Love Letter is an exploration into the poetics of objects and how they can be leveraged into the language that occupies intimate correspondence. Where words fail, can the semiotics of the machine provide us with the look, feel and resonance of love and passion?
Hi There!
I guess I should introduce myself. I am Calder! I am a big oaf, but a big oaf with a lot of hobbies, passions and prior endeavors. I love to make games, I love to build things and I really love to cook. That last one is less relevant but the two former qualities are what brought me to the program two years ago. That, and some real fatigue from the life I was living back home.
I love home though. I love the people. I love the chaos, I love the familiarity and I love just how exposed everyone and everything is at all times. In a city on the verge of constant collapse, the roads bubbling over match the people, willing and ready to tell you of every good thing and every tragedy that ever happened to them on the first conversation you might ever share.
There is a vulnerability in survival, a communal ritual of familiarity that keeps everyone going despite the heat, the anguish, the tragedy, even the water. New Orleans is a mess, but the way it revels in it is truly something else.
When I moved here I knew I was leaving a lot behind. It was something that rang true every time I returned. Connections new and old resting within the comfortable lanes of home. The cracks in the dirt and pavement full of subconscious sentiment and unyielding love and comfort.
I knew I wanted to make something for the people from there, maybe even just there in general, but I wanted to bake it in the practice that brought me out here in the first place. My language might not be in the verbiage of song or prose, but I can make a thing. I can make a thing from almost anything. I came here to get better at just that. If I’m not going home to bring that knowledge back to them, I can send them letters of what I have picked up along the way.
I adore love letters. Such simple objects and such slight gestures that become larger than the sum of their parts over time. The words on them matter, but less so as time passes. The object itself gains that power. Resonant frequencies of the affection left on paper growing over time, multiplying upon the object and manifesting into something that radiates with not only with the sentimentality of who wrote it, but of the feelings you have for the people who wrote them.

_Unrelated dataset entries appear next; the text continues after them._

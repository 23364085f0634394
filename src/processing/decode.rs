//! Decoding: encoded bytes or files into an 8-bit [`PixelBuffer`]

use std::fs::File;
use std::io::{BufRead, BufReader, Cursor, Seek};
use std::ops::Deref;
use std::path::{Path, PathBuf};
use image::io::{Limits, Reader};
use image::ImageError;
use memmap2::{Mmap, MmapOptions};
use tracing::debug;

use crate::config::ImageFormat;
use crate::error::{FastPipeError, Result};
use crate::processing::buffer::PixelBuffer;
use crate::processing::formats::sniff_decodable;
use crate::processing::validation::{InputInfo, InputValidator};

/// Files above this size are memory mapped instead of read into memory
pub const MMAP_THRESHOLD: u64 = 100 * 1024 * 1024;

/// Where a pipeline run reads its input from
#[derive(Debug, Clone, PartialEq, Eq)]
pub enum Source {
    /// Encoded image bytes held in memory
    Bytes(Vec<u8>),
    /// Path to an encoded image file
    File(PathBuf),
}

impl Source {
    /// Path of a file source
    pub fn path(&self) -> Option<&Path> {
        match self {
            Self::File(path) => Some(path),
            Self::Bytes(_) => None,
        }
    }
}

impl From<Vec<u8>> for Source {
    fn from(bytes: Vec<u8>) -> Self {
        Self::Bytes(bytes)
    }
}

impl From<&[u8]> for Source {
    fn from(bytes: &[u8]) -> Self {
        Self::Bytes(bytes.to_vec())
    }
}

impl From<PathBuf> for Source {
    fn from(path: PathBuf) -> Self {
        Self::File(path)
    }
}

impl From<&Path> for Source {
    fn from(path: &Path) -> Self {
        Self::File(path.to_path_buf())
    }
}

/// Encoded input loaded from a [`Source`]
pub enum Loaded<'a> {
    Borrowed(&'a [u8]),
    Owned(Vec<u8>),
    Mapped(Mmap),
}

impl Deref for Loaded<'_> {
    type Target = [u8];

    fn deref(&self) -> &[u8] {
        match self {
            Self::Borrowed(bytes) => *bytes,
            Self::Owned(bytes) => bytes.as_slice(),
            Self::Mapped(map) => &map[..],
        }
    }
}

/// Result of decoding one input
#[derive(Debug, Clone)]
pub struct Decoded {
    pub buffer: PixelBuffer,
    pub format: ImageFormat,
}

/// Decoder bound to a pixel ceiling
#[derive(Debug, Clone)]
pub struct Decoder {
    validator: InputValidator,
}

impl Decoder {
    pub fn new(max_pixels: u64) -> Self {
        Self {
            validator: InputValidator::with_limit(max_pixels),
        }
    }

    pub fn max_pixels(&self) -> u64 {
        self.validator.max_pixels()
    }

    /// Load the encoded bytes of a source. Large files are memory mapped.
    pub fn load<'a>(&self, source: &'a Source) -> Result<Loaded<'a>> {
        match source {
            Source::Bytes(bytes) => Ok(Loaded::Borrowed(bytes)),
            Source::File(path) => {
                let file = File::open(path)?;
                let file_size = file.metadata()?.len();

                if file_size > MMAP_THRESHOLD {
                    debug!("Using memory mapping for large file: {:?}", path);
                    // The map is read-only and dropped before the run returns
                    let map = unsafe { MmapOptions::new().map(&file)? };
                    Ok(Loaded::Mapped(map))
                } else {
                    Ok(Loaded::Owned(std::fs::read(path)?))
                }
            }
        }
    }

    /// Decode in-memory bytes. The header is probed first so an oversized
    /// input fails without allocating its pixels.
    pub fn decode_bytes(&self, data: &[u8]) -> Result<Decoded> {
        let info = self.validator.probe(data)?;
        let reader = Reader::with_format(Cursor::new(data), info.format.into());
        self.decode_with(reader, info)
    }

    /// Decode a file in one front-to-back pass without buffering the whole
    /// encoded file
    pub fn decode_sequential(&self, path: &Path) -> Result<Decoded> {
        let mut reader = BufReader::new(File::open(path)?);

        let format = sniff_decodable(reader.fill_buf()?).map_err(|e| match e {
            FastPipeError::UnsupportedFormat { format, .. } => {
                FastPipeError::unsupported_format(format, Some(path.to_path_buf()))
            }
            other => other,
        })?;

        let (width, height) = {
            let mut probe = Reader::with_format(&mut reader, format.into());
            probe.no_limits();
            probe.into_dimensions()?
        };
        self.validator.validate_dimensions(width, height)?;
        reader.rewind()?;

        debug!("Sequential decode of {:?} ({} {}x{})", path, format, width, height);
        let info = InputInfo { format, width, height };
        self.decode_with(Reader::with_format(reader, format.into()), info)
    }

    /// Decode a source, choosing the sequential path when asked for a file
    pub fn decode_source(&self, source: &Source, sequential_read: bool) -> Result<Decoded> {
        match (source, sequential_read) {
            (Source::File(path), true) => self.decode_sequential(path),
            _ => {
                let loaded = self.load(source)?;
                self.decode_bytes(&loaded)
            }
        }
    }

    fn decode_with<R: BufRead + Seek>(
        &self,
        mut reader: Reader<R>,
        info: InputInfo,
    ) -> Result<Decoded> {
        let mut limits = Limits::default();
        limits.max_image_width = Some(info.width);
        limits.max_image_height = Some(info.height);
        // Room for the widest decoder output (16-bit RGBA)
        limits.max_alloc = Some(self.max_pixels().saturating_mul(8));
        reader.limits(limits);

        let image = reader.decode().map_err(|e| match e {
            ImageError::Limits(_) => {
                FastPipeError::resource_limit(info.width, info.height, self.max_pixels())
            }
            other => other.into(),
        })?;

        let buffer = PixelBuffer::from_dynamic(image)?;
        debug!(
            "Decoded {} input: {}x{} {:?}",
            info.format,
            buffer.width(),
            buffer.height(),
            buffer.channels()
        );

        Ok(Decoded {
            buffer,
            format: info.format,
        })
    }
}

#[cfg(test)]
mod tests {
    use super::*;
    use crate::error::ErrorKind;
    use crate::processing::buffer::Channels;
    use std::io::Write;
    use tempfile::NamedTempFile;

    fn encoded(img: image::DynamicImage, format: image::ImageOutputFormat) -> Vec<u8> {
        let mut out = Cursor::new(Vec::new());
        img.write_to(&mut out, format).unwrap();
        out.into_inner()
    }

    fn gradient_png(width: u32, height: u32) -> Vec<u8> {
        let img = image::RgbaImage::from_fn(width, height, |x, y| {
            image::Rgba([(x * 7) as u8, (y * 5) as u8, 90, 200])
        });
        encoded(image::DynamicImage::ImageRgba8(img), image::ImageOutputFormat::Png)
    }

    #[test]
    fn test_decode_png_keeps_alpha() {
        let decoder = Decoder::new(1_000_000);
        let decoded = decoder.decode_bytes(&gradient_png(16, 9)).unwrap();
        assert_eq!(decoded.format, ImageFormat::Png);
        assert_eq!(decoded.buffer.channels(), Channels::Rgba);
        assert_eq!((decoded.buffer.width(), decoded.buffer.height()), (16, 9));
        assert_eq!(decoded.buffer.pixel(3, 2), &[21, 10, 90, 200]);
    }

    #[test]
    fn test_decode_jpeg() {
        let img = image::RgbImage::from_pixel(32, 24, image::Rgb([120, 60, 30]));
        let data = encoded(image::DynamicImage::ImageRgb8(img), image::ImageOutputFormat::Jpeg(90));
        let decoded = Decoder::new(1_000_000).decode_bytes(&data).unwrap();
        assert_eq!(decoded.format, ImageFormat::Jpeg);
        assert_eq!(decoded.buffer.channels(), Channels::Rgb);
    }

    #[test]
    fn test_ceiling_enforced_from_header() {
        let err = Decoder::new(100).decode_bytes(&gradient_png(16, 9)).unwrap_err();
        assert_eq!(err.kind(), ErrorKind::ResourceLimit);
    }

    #[test]
    fn test_truncated_input_is_decode_error() {
        let data = gradient_png(64, 64);
        let err = Decoder::new(1_000_000).decode_bytes(&data[..data.len() / 2]).unwrap_err();
        assert!(matches!(err.kind(), ErrorKind::Decode | ErrorKind::Io));
    }

    #[test]
    fn test_sequential_matches_buffered() {
        let data = gradient_png(20, 20);
        let mut file = NamedTempFile::with_suffix(".png").unwrap();
        file.write_all(&data).unwrap();

        let decoder = Decoder::new(1_000_000);
        let source = Source::from(file.path());
        let sequential = decoder.decode_source(&source, true).unwrap();
        let buffered = decoder.decode_source(&source, false).unwrap();
        let in_memory = decoder.decode_source(&Source::from(data), false).unwrap();

        assert_eq!(sequential.buffer, buffered.buffer);
        assert_eq!(buffered.buffer, in_memory.buffer);
    }

    #[test]
    fn test_missing_file_is_io_error() {
        let err = Decoder::new(100)
            .decode_source(&Source::from(PathBuf::from("does-not-exist.png")), false)
            .unwrap_err();
        assert_eq!(err.kind(), ErrorKind::Io);
    }
}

However, this language, this sentiment, this is not my wheelhouse. I am not a writer, a poet, maybe im on the margins of being a fine artist. The real language of my passion exists elsewhere within the machine. A world of cold hard parts, duty driven to complete their cycle and go into sleep. Yet still, to the people who make these devices, there is love. There is passion that guides their hands in creation, so why not leverage that feeling into the a device for a person, rather than a device for everyone.
Barthes argues that there exists a language of semiotics within the things that populate our day to day. That they do not lie invisible to our eyes and do indeed conjur up desired feelings that color our disposition as an end user. Yung would argue that much of this colors our sbconcoius, guiding our mood as we pick up on the emotions we associate with them even if we aren’t guiding our focus toward them. Why not instead make the implicit explicit.
How can I capture the intimacy of a love letter in the poetics of the machine?


The Wilting Veil took the shape of a reflection about grief. seeing as this is a reflection and not the complete documentation, I will make this brief and go over some broad strokes. I made the controller, but I wanted to take the theme of rot and find a congruent part of my life that connects with that. I have always struggled with death, and prior to my arrival at The New School, a lot of my friends passed away in short order. One of them I was extremely close to but fell out of touch after a series of nasty encounters. I remember his funeral as a strange affair of recollection, putting together desperate memories of a man out of order to create him into something greater than he was. Maybe it was who he could have become.